Today, as I stood in the bathroom in my sports bra, looking in a mirror, I kicked the box down in tears. I remembered, in that moment, that there are people who enjoy watching me beat up on myself because the more I fall, the more they have control to get me to do what they want me to do because I don’t believe that I can do what I want to do.(Read that again…slowly). I, literally, said to myself out loud, “The devil enjoys watching you be discouraged and you will NOT be!!” I looked at the 3 pound weight gain (even though my diet has been SUPER clean and I’ve been working out like crazy) and thought it is what it is and I am who I am and this is the year that I will re-define what I think I want to be not who others say I should be.

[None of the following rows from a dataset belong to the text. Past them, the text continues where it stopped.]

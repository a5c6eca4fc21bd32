//! Named, parameterised reads and the entity keys each one depends on.

use std::collections::BTreeMap;
use std::fmt;

use serde::Serialize;

use crate::cache::{EntityKey, EntityKind};
use crate::command::CommandCall;

#[derive(Debug, Clone, PartialEq, Eq, Hash, PartialOrd, Ord, Serialize)]
pub struct QueryKey {
    pub name: String,
    pub params: BTreeMap<String, String>,
}

impl QueryKey {
    pub fn new(name: impl Into<String>) -> Self {
        Self {
            name: name.into(),
            params: BTreeMap::new(),
        }
    }

    pub fn param(mut self, key: impl Into<String>, value: impl ToString) -> Self {
        self.params.insert(key.into(), value.to_string());
        self
    }
}

impl fmt::Display for QueryKey {
    fn fmt(&self, f: &mut fmt::Formatter<'_>) -> fmt::Result {
        f.write_str(&self.name)?;
        if self.params.is_empty() {
            return Ok(());
        }
        f.write_str("{")?;
        for (idx, (key, value)) in self.params.iter().enumerate() {
            if idx > 0 {
                f.write_str(",")?;
            }
            write!(f, "{key}={value}")?;
        }
        f.write_str("}")
    }
}

#[derive(Debug, Clone, Copy, PartialEq, Eq, Hash)]
pub enum Dependency {
    /// One exact entity.
    Entity(EntityKey),
    /// Every entity of a kind.
    Kind(EntityKind),
}

impl Dependency {
    pub fn matches(&self, key: &EntityKey) -> bool {
        match self {
            Dependency::Entity(own) => own == key,
            Dependency::Kind(kind) => *kind == key.kind,
        }
    }
}

#[derive(Debug, Clone, Copy, PartialEq, Eq)]
pub enum QueryShape {
    Single(EntityKind),
    List(EntityKind),
    /// Infinite-scroll list fetched `page_size` rows at a time.
    Paged { kind: EntityKind, page_size: usize },
}

impl QueryShape {
    pub fn kind(&self) -> EntityKind {
        match self {
            QueryShape::Single(kind) | QueryShape::List(kind) => *kind,
            QueryShape::Paged { kind, .. } => *kind,
        }
    }
}

#[derive(Debug, Clone, PartialEq)]
pub struct QuerySpec {
    pub key: QueryKey,
    pub command: CommandCall,
    pub shape: QueryShape,
    pub dependencies: Vec<Dependency>,
}

impl QuerySpec {
    pub fn new(key: QueryKey, command: CommandCall, shape: QueryShape) -> Self {
        Self {
            key,
            command,
            shape,
            dependencies: Vec::new(),
        }
    }

    pub fn depends_on(mut self, dependency: Dependency) -> Self {
        if !self.dependencies.contains(&dependency) {
            self.dependencies.push(dependency);
        }
        self
    }

    pub fn depends_on_key(&self, key: &EntityKey) -> bool {
        self.dependencies.iter().any(|dep| dep.matches(key))
    }
}

/// Household detail embeds its people and their contacts.
pub fn household_detail(id: i64) -> QuerySpec {
    QuerySpec::new(
        QueryKey::new("household.detail").param("id", id),
        CommandCall::new("get_household").arg("id", id),
        QueryShape::Single(EntityKind::Household),
    )
    .depends_on(Dependency::Entity(EntityKey::new(EntityKind::Household, id)))
    .depends_on(Dependency::Kind(EntityKind::Person))
    .depends_on(Dependency::Kind(EntityKind::Contact))
}

pub fn household_list() -> QuerySpec {
    QuerySpec::new(
        QueryKey::new("household.list"),
        CommandCall::new("list_households"),
        QueryShape::List(EntityKind::Household),
    )
    .depends_on(Dependency::Kind(EntityKind::Household))
}

pub fn people_for_household(household_id: i64) -> QuerySpec {
    QuerySpec::new(
        QueryKey::new("person.list").param("household", household_id),
        CommandCall::new("list_people").arg("household_id", household_id),
        QueryShape::List(EntityKind::Person),
    )
    .depends_on(Dependency::Entity(EntityKey::new(
        EntityKind::Household,
        household_id,
    )))
    .depends_on(Dependency::Kind(EntityKind::Person))
}

pub fn contacts_for_person(person_id: i64) -> QuerySpec {
    QuerySpec::new(
        QueryKey::new("contact.list").param("person", person_id),
        CommandCall::new("list_contacts").arg("person_id", person_id),
        QueryShape::List(EntityKind::Contact),
    )
    .depends_on(Dependency::Entity(EntityKey::new(EntityKind::Person, person_id)))
    .depends_on(Dependency::Kind(EntityKind::Contact))
}

pub fn patient_detail(id: i64) -> QuerySpec {
    QuerySpec::new(
        QueryKey::new("patient.detail").param("id", id),
        CommandCall::new("get_patient").arg("id", id),
        QueryShape::Single(EntityKind::Patient),
    )
    .depends_on(Dependency::Entity(EntityKey::new(EntityKind::Patient, id)))
}

pub fn patients_for_household(household_id: i64) -> QuerySpec {
    QuerySpec::new(
        QueryKey::new("patient.list").param("household", household_id),
        CommandCall::new("list_patients").arg("householdId", household_id),
        QueryShape::List(EntityKind::Patient),
    )
    .depends_on(Dependency::Entity(EntityKey::new(
        EntityKind::Household,
        household_id,
    )))
    .depends_on(Dependency::Kind(EntityKind::Patient))
}

pub fn medical_record_detail(id: i64) -> QuerySpec {
    QuerySpec::new(
        QueryKey::new("medical_record.detail").param("id", id),
        CommandCall::new("get_medical_record").arg("recordId", id),
        QueryShape::Single(EntityKind::MedicalRecord),
    )
    .depends_on(Dependency::Entity(EntityKey::new(EntityKind::MedicalRecord, id)))
    .depends_on(Dependency::Kind(EntityKind::Attachment))
}

pub fn medical_records_for_patient(patient_id: i64, page_size: usize) -> QuerySpec {
    QuerySpec::new(
        QueryKey::new("medical_record.list").param("patient", patient_id),
        CommandCall::new("list_medical_records").arg("patientId", patient_id),
        QueryShape::Paged {
            kind: EntityKind::MedicalRecord,
            page_size,
        },
    )
    .depends_on(Dependency::Entity(EntityKey::new(EntityKind::Patient, patient_id)))
    .depends_on(Dependency::Kind(EntityKind::MedicalRecord))
}

pub fn attachments_for_record(record_id: i64, page_size: usize) -> QuerySpec {
    QuerySpec::new(
        QueryKey::new("attachment.list").param("record", record_id),
        CommandCall::new("list_medical_attachments").arg("recordId", record_id),
        QueryShape::Paged {
            kind: EntityKind::Attachment,
            page_size,
        },
    )
    .depends_on(Dependency::Entity(EntityKey::new(
        EntityKind::MedicalRecord,
        record_id,
    )))
    .depends_on(Dependency::Kind(EntityKind::Attachment))
}

pub fn appointments_for_patient(patient_id: i64) -> QuerySpec {
    QuerySpec::new(
        QueryKey::new("appointment.list").param("patient", patient_id),
        CommandCall::new("list_appointments").arg("patient_id", patient_id),
        QueryShape::List(EntityKind::Appointment),
    )
    .depends_on(Dependency::Kind(EntityKind::Appointment))
}

/// The single-entity query for `key`, for kinds that have one.
pub fn detail(key: EntityKey) -> Option<QuerySpec> {
    match key.kind {
        EntityKind::Household => Some(household_detail(key.id)),
        EntityKind::Patient => Some(patient_detail(key.id)),
        EntityKind::MedicalRecord => Some(medical_record_detail(key.id)),
        _ => None,
    }
}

I WILL STOP calling myself names. I WILL STOP looking at myself through the eyes of others. I WILL STOP believing that my feelings are invalid. I WILL STOP stressing out over people, places and things that have no real value in my life. I WILL STOP blaming myself for things I could not control. I WILL LET GO of the guilt from things that they told me were my fault. I WILL STOP backing down. I WILL STOP running away from challenges. I WILL stay consistent. I WILL NOT let someone else’s actions keep me from reaching my goal. I WILL TRUST in who God made me to be. I WILL tap into EVERYTHING that is inside of me. Because, honestly, I’ve bury myself and let others continue to kick dirt on top of the hole.
I am a woman who overcame unfair and unfortunate circumstances, was deemed unworthy and underprivileged and got through 12 years of magnet school and two degrees. I am been deemed unmarketable and unlikely to succeed in the fitness field and well…
I’ve fought the depression.
I’ve fought the critics.
I’ve fought poverty.
I’ve fought rejection.
I’ve fought bankruptcy.
I’ve fought public humiliation.
I’ve fought grief.
What I won’t continue to do is fight myself.
My limitations are all self-imposed. With one great big Karate Kid Crane Technique kick (maybe a little one because my legs are sore from Tai Chi and dead lifts), I’m taking down boxes and walls and barriers and stereotypes and everything else that I have used and allowed others to use to keep me contained which I cannot be.